# What the task requires
Return the lines below that contain the word "None".

[Collected data]
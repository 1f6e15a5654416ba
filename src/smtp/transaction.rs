//! Mail transaction state for a single connection
//!
//! A [`Transaction`] accumulates the envelope (sender and recipients) and the
//! message body while the client walks through MAIL, RCPT and DATA. Once the
//! body has been received the configured [`Handler`] is called with a
//! read-only [`Context`] over the transaction.
//!
//! The transaction does not check command ordering. Calling
//! [`Transaction::receive_body`] before a sender was set is the caller's
//! mistake, not an error of this type.

use std::fmt;
use std::io::Read;
use std::sync::Arc;
use std::time::SystemTime;

use lettre::Address;
use lettre::address::AddressError;
use lettre::message::Mailbox;

use crate::smtp::connection::ConnectionInfo;
use crate::smtp::context::{Context, Handler};
use crate::smtp::error::SessionError;

/// Envelope and body of the mail transaction in progress on one connection
pub struct Transaction {
    sender: Option<Mailbox>,
    recipients: Vec<Mailbox>,
    body: Vec<u8>,
    connection: Arc<ConnectionInfo>,
    handler: Option<Arc<dyn Handler>>,
}

impl Transaction {
    /// Create an empty transaction, ready to receive MAIL
    pub fn new(connection: Arc<ConnectionInfo>, handler: Option<Arc<dyn Handler>>) -> Self {
        Self {
            sender: None,
            recipients: Vec::new(),
            body: Vec::new(),
            connection,
            handler,
        }
    }

    /// Set the envelope sender.
    ///
    /// On a parse error the previous sender is kept.
    pub fn set_sender(&mut self, address: &str) -> Result<(), SessionError> {
        let mailbox = parse_mailbox(address)?;
        tracing::trace!(sender = %mailbox, "sender set");
        self.sender = Some(mailbox);
        Ok(())
    }

    /// Append a recipient; nothing is appended when the address does not parse
    pub fn add_recipient(&mut self, address: &str) -> Result<(), SessionError> {
        let mailbox = parse_mailbox(address)?;
        tracing::trace!(recipient = %mailbox, "recipient added");
        self.recipients.push(mailbox);
        Ok(())
    }

    /// Drain `body` into the transaction and hand the result to the handler.
    ///
    /// The previous body is discarded first. If reading fails the partially
    /// read body is discarded as well and the handler is not called. The
    /// handler's error, if any, is returned unchanged as
    /// [`SessionError::Handler`].
    pub fn receive_body(&mut self, body: &mut dyn Read) -> Result<(), SessionError> {
        let handler = self.handler.clone().ok_or(SessionError::MissingHandler)?;

        self.body.clear();
        if let Err(err) = body.read_to_end(&mut self.body) {
            self.body.clear();
            return Err(SessionError::BodyRead(err));
        }
        tracing::debug!(
            bytes = self.body.len(),
            recipients = self.recipients.len(),
            "message body received"
        );

        let context = Context::new(self);
        handler.handle(&context).map_err(SessionError::Handler)
    }

    /// Forget sender, recipients and body
    pub fn reset(&mut self) {
        self.sender = None;
        self.recipients.clear();
        self.body.clear();
    }

    /// Called when the connection is torn down
    pub fn logout(&mut self) -> Result<(), SessionError> {
        tracing::debug!(
            remote_addr = ?self.connection.remote_addr(),
            "transaction closed"
        );
        Ok(())
    }

    /// Render the transaction as an RFC 822 message.
    ///
    /// The body is appended byte for byte, so 8-bit content survives. The
    /// `Date` header carries the time of rendering, not of receipt.
    pub fn render_message(&self) -> Vec<u8> {
        let from = self
            .sender
            .as_ref()
            .map(ToString::to_string)
            .unwrap_or_default();
        let headers = format!(
            "Date: {}\r\nFrom: {}\r\nTo: {}\r\n",
            format_date(SystemTime::now()),
            from,
            self.format_recipients(),
        );

        let mut message = Vec::with_capacity(headers.len() + self.body.len());
        message.extend_from_slice(headers.as_bytes());
        message.extend_from_slice(&self.body);
        message
    }

    /// The envelope sender, once MAIL has succeeded
    pub fn sender(&self) -> Option<&Mailbox> {
        self.sender.as_ref()
    }

    /// Recipients in the order they were added
    pub fn recipients(&self) -> &[Mailbox] {
        &self.recipients
    }

    /// The body of the most recent DATA, empty after a reset or a failed read
    pub fn body(&self) -> &[u8] {
        &self.body
    }

    /// Metadata of the connection this transaction belongs to
    pub fn connection(&self) -> &ConnectionInfo {
        &self.connection
    }

    fn format_recipients(&self) -> String {
        self.recipients
            .iter()
            .map(ToString::to_string)
            .collect::<Vec<_>>()
            .join(", ")
    }
}

impl fmt::Debug for Transaction {
    fn fmt(&self, f: &mut fmt::Formatter<'_>) -> fmt::Result {
        f.debug_struct("Transaction")
            .field("sender", &self.sender)
            .field("recipients", &self.recipients)
            .field("body_len", &self.body.len())
            .field("connection", &self.connection)
            .field("has_handler", &self.handler.is_some())
            .finish()
    }
}

/// Parse a single RFC 5322 mailbox.
///
/// Comments are dropped first. Forms lettre's mailbox grammar does not cover,
/// such as quoted local parts (`"john doe"@example.com`) and address
/// literals (`user@[127.0.0.1]`), go through [`Address`] parsing instead.
fn parse_mailbox(address: &str) -> Result<Mailbox, SessionError> {
    let parse_error = |source| SessionError::AddressParse {
        address: address.to_owned(),
        source,
    };

    let cleaned = strip_comments(address).map_err(parse_error)?;
    let cleaned = cleaned.trim();
    if let Ok(mailbox) = cleaned.parse::<Mailbox>() {
        return Ok(mailbox);
    }

    let (name, addr_spec) = split_name_addr(cleaned).map_err(parse_error)?;
    let email = addr_spec.trim().parse::<Address>().map_err(parse_error)?;
    Ok(Mailbox::new(name, email))
}

/// Remove `(comments)` outside quoted strings and domain literals
fn strip_comments(input: &str) -> Result<String, AddressError> {
    let mut out = String::with_capacity(input.len());
    let mut chars = input.chars();
    let mut depth = 0usize;
    let mut quoted = false;
    let mut literal = false;

    while let Some(c) = chars.next() {
        if depth > 0 {
            match c {
                '\\' => {
                    chars.next();
                }
                '(' => depth += 1,
                ')' => depth -= 1,
                _ => {}
            }
            if depth == 0 {
                out.push(' ');
            }
            continue;
        }

        match c {
            '\\' if quoted => {
                out.push(c);
                if let Some(escaped) = chars.next() {
                    out.push(escaped);
                }
                continue;
            }
            '"' if !literal => quoted = !quoted,
            '[' if !quoted => literal = true,
            ']' if !quoted => literal = false,
            '(' if !quoted && !literal => {
                depth = 1;
                continue;
            }
            _ => {}
        }
        out.push(c);
    }

    if depth > 0 || quoted || literal {
        return Err(AddressError::InvalidInput);
    }
    Ok(out)
}

/// Split `Name <addr-spec>` into its display name and address
fn split_name_addr(input: &str) -> Result<(Option<String>, &str), AddressError> {
    let Some(inner) = input.strip_suffix('>') else {
        return Ok((None, input));
    };

    let mut quoted = false;
    let mut escaped = false;
    let mut open = None;
    for (i, c) in inner.char_indices() {
        match c {
            _ if escaped => escaped = false,
            '\\' if quoted => escaped = true,
            '"' => quoted = !quoted,
            '<' if !quoted => {
                open = Some(i);
                break;
            }
            _ => {}
        }
    }
    let open = open.ok_or(AddressError::Unbalanced)?;

    let name = unquote(inner[..open].trim());
    Ok(((!name.is_empty()).then_some(name), &inner[open + 1..]))
}

fn unquote(phrase: &str) -> String {
    let Some(inner) = phrase
        .strip_prefix('"')
        .and_then(|rest| rest.strip_suffix('"'))
    else {
        return phrase.to_owned();
    };

    let mut out = String::with_capacity(inner.len());
    let mut chars = inner.chars();
    while let Some(c) = chars.next() {
        match c {
            '\\' => out.extend(chars.next()),
            _ => out.push(c),
        }
    }
    out
}

/// Format `time` as an RFC 2822 date in UTC
fn format_date(time: SystemTime) -> String {
    // httpdate always formats in GMT; spell the zone as a numeric offset
    let mut date = httpdate::fmt_http_date(time);
    if date.ends_with(" GMT") {
        date.truncate(date.len() - "GMT".len());
        date.push_str("+0000");
    }
    date
}
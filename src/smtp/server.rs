//! SMTP server implementation

use crate::smtp::commands::SmtpCommandHandler;
use crate::smtp::context::Handler;
use crate::smtp::data::{DataReader, read_bounded_line};
use crate::smtp::error::{SmtpError, SmtpLimits};
use crate::smtp::response::SmtpResponse;
use crate::smtp::session::SmtpSession;

use std::io::{BufRead, BufReader, Write};
use std::net::{TcpListener, TcpStream};
use std::sync::Arc;
use std::thread;

/// SMTP server that passes every received message to a [`Handler`]
#[derive(Debug, Clone)]
pub struct SmtpServer {
    /// Server hostname
    hostname: String,
}

impl SmtpServer {
    /// Create a new SMTP server
    pub fn new(hostname: &str) -> Self {
        Self {
            hostname: hostname.to_owned(),
        }
    }

    /// Start the server on the specified address (blocking)
    pub fn start<H>(&self, addr: &str, handler: H) -> Result<(), SmtpError>
    where
        H: Handler + 'static,
    {
        let listener = TcpListener::bind(addr)?;
        self.start_with_listener(listener, handler)
    }

    /// Start the server with an existing listener (blocking).
    ///
    /// Each connection is served on its own thread.
    pub fn start_with_listener<H>(&self, listener: TcpListener, handler: H) -> Result<(), SmtpError>
    where
        H: Handler + 'static,
    {
        tracing::info!("SMTP server listening on {}", listener.local_addr()?);
        let handler: Arc<dyn Handler> = Arc::new(handler);

        for stream in listener.incoming() {
            match stream {
                Ok(stream) => {
                    let hostname = self.hostname.clone();
                    let handler = Arc::clone(&handler);
                    thread::spawn(move || {
                        if let Err(e) = handle_client(&hostname, stream, Some(handler)) {
                            tracing::warn!("Error handling client: {e}");
                        }
                    });
                }
                Err(e) => {
                    tracing::warn!("Error accepting connection: {e}");
                }
            }
        }

        Ok(())
    }
}

/// Serve one client connection until QUIT or disconnect
pub(crate) fn handle_client(
    hostname: &str,
    stream: TcpStream,
    handler: Option<Arc<dyn Handler>>,
) -> Result<(), SmtpError> {
    let mut session = SmtpSession::new(hostname, handler);
    if let Ok(peer) = stream.peer_addr() {
        tracing::debug!(%peer, "connection accepted");
        session = session.with_remote_addr(peer);
    }

    let mut writer = stream.try_clone()?;
    let mut reader = BufReader::new(stream);
    let command_handler = SmtpCommandHandler::new(hostname);

    send_response(&mut writer, &SmtpResponse::greeting(hostname))?;
    let result = serve(&mut reader, &mut writer, &command_handler, &mut session);
    session.logout()?;
    result
}

fn serve<R: BufRead, W: Write>(
    reader: &mut R,
    writer: &mut W,
    command_handler: &SmtpCommandHandler<'_>,
    session: &mut SmtpSession,
) -> Result<(), SmtpError> {
    let mut line_buffer = Vec::new();
    loop {
        line_buffer.clear();
        // room for the line ending on top of the command limit
        let limit = SmtpLimits::COMMAND_LINE_MAX_LENGTH + 2;
        let (read, overlong) = read_bounded_line(reader, &mut line_buffer, limit)?;
        if read == 0 {
            // Connection closed
            return Ok(());
        }
        if overlong {
            let err = SmtpError::LineTooLong {
                max: SmtpLimits::COMMAND_LINE_MAX_LENGTH,
            };
            tracing::debug!(bytes = read, "command line too long");
            send_response(writer, &SmtpResponse::from(&err))?;
            continue;
        }

        // Invalid UTF-8 ends up as replacement characters and fails to parse
        let line = String::from_utf8_lossy(&line_buffer);
        let command = line.trim();
        if command.is_empty() {
            continue;
        }

        let response = match command_handler.process_command(command, session) {
            Ok(response) => response,
            Err(e) => {
                tracing::debug!(%command, error = %e, "command rejected");
                SmtpResponse::from(&e)
            }
        };
        send_response(writer, &response)?;

        if session.in_data_mode() {
            let response = receive_message(reader, session)?;
            send_response(writer, &response)?;
        } else if response.code == "221" {
            return Ok(());
        }
    }
}

/// Read the DATA payload into the session and build the final reply
fn receive_message<R: BufRead>(
    reader: &mut R,
    session: &mut SmtpSession,
) -> Result<SmtpResponse, SmtpError> {
    let mut data = DataReader::new(reader);
    let result = session.receive_data(&mut data);
    if !data.is_done() {
        data.drain()?;
    }

    Ok(match result {
        Ok(()) => SmtpResponse::ok(),
        Err(e) => {
            tracing::warn!(error = %e, "message not accepted");
            SmtpResponse::from(&e)
        }
    })
}

/// Send a response to the client
fn send_response<W: Write>(writer: &mut W, response: &SmtpResponse) -> Result<(), SmtpError> {
    let formatted = response.format();
    if formatted.len() > SmtpLimits::REPLY_LINE_MAX_LENGTH {
        let truncated = SmtpResponse::new(&response.code, "Response too long (truncated)");
        writer.write_all(truncated.format().as_bytes())?;
    } else {
        writer.write_all(formatted.as_bytes())?;
    }
    writer.flush()?;
    Ok(())
}
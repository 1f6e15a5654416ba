//! SMTP response handling

use crate::smtp::error::SmtpError;

/// Represents an SMTP response that can be sent to a client
#[derive(Debug, Clone, PartialEq, Eq)]
pub struct SmtpResponse {
    /// The SMTP response code (e.g., "250", "354", "500")
    pub code: String,
    /// The human-readable message
    pub message: String,
}

impl SmtpResponse {
    /// Create a new SMTP response
    pub fn new(code: &str, message: &str) -> Self {
        Self {
            code: code.to_string(),
            message: message.to_string(),
        }
    }

    /// Create a success response (250 OK)
    pub fn ok() -> Self {
        Self::new("250", "OK")
    }

    /// Create a greeting response (220)
    pub fn greeting(hostname: &str) -> Self {
        Self::new("220", &format!("{hostname} Service ready"))
    }

    /// Create a HELO/EHLO response (250)
    pub fn helo(hostname: &str, client_domain: &str) -> Self {
        Self::new("250", &format!("{hostname} Hello {client_domain}"))
    }

    /// Create a DATA intermediate response (354)
    pub fn data_start() -> Self {
        Self::new("354", "End data with <CR><LF>.<CR><LF>")
    }

    /// Create a QUIT response (221)
    pub fn quit(hostname: &str) -> Self {
        Self::new("221", &format!("{hostname} Bye"))
    }

    /// Create an error response
    pub fn error(code: &str, message: &str) -> Self {
        Self::new(code, message)
    }

    /// Format the response for sending over the wire
    pub fn format(&self) -> String {
        format!("{} {}\r\n", self.code, self.message)
    }

    /// Check if this is a success response (2xx)
    pub fn is_success(&self) -> bool {
        self.code.starts_with('2')
    }

    /// Check if this is an error response (4xx or 5xx)
    pub fn is_error(&self) -> bool {
        self.code.starts_with('4') || self.code.starts_with('5')
    }
}

impl From<&SmtpError> for SmtpResponse {
    fn from(err: &SmtpError) -> Self {
        Self::error(err.to_response_code(), &err.to_response_message())
    }
}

# Task answer
            sender: None,
        self.sender = None;
        return Ok((None, input));
    let mut open = None;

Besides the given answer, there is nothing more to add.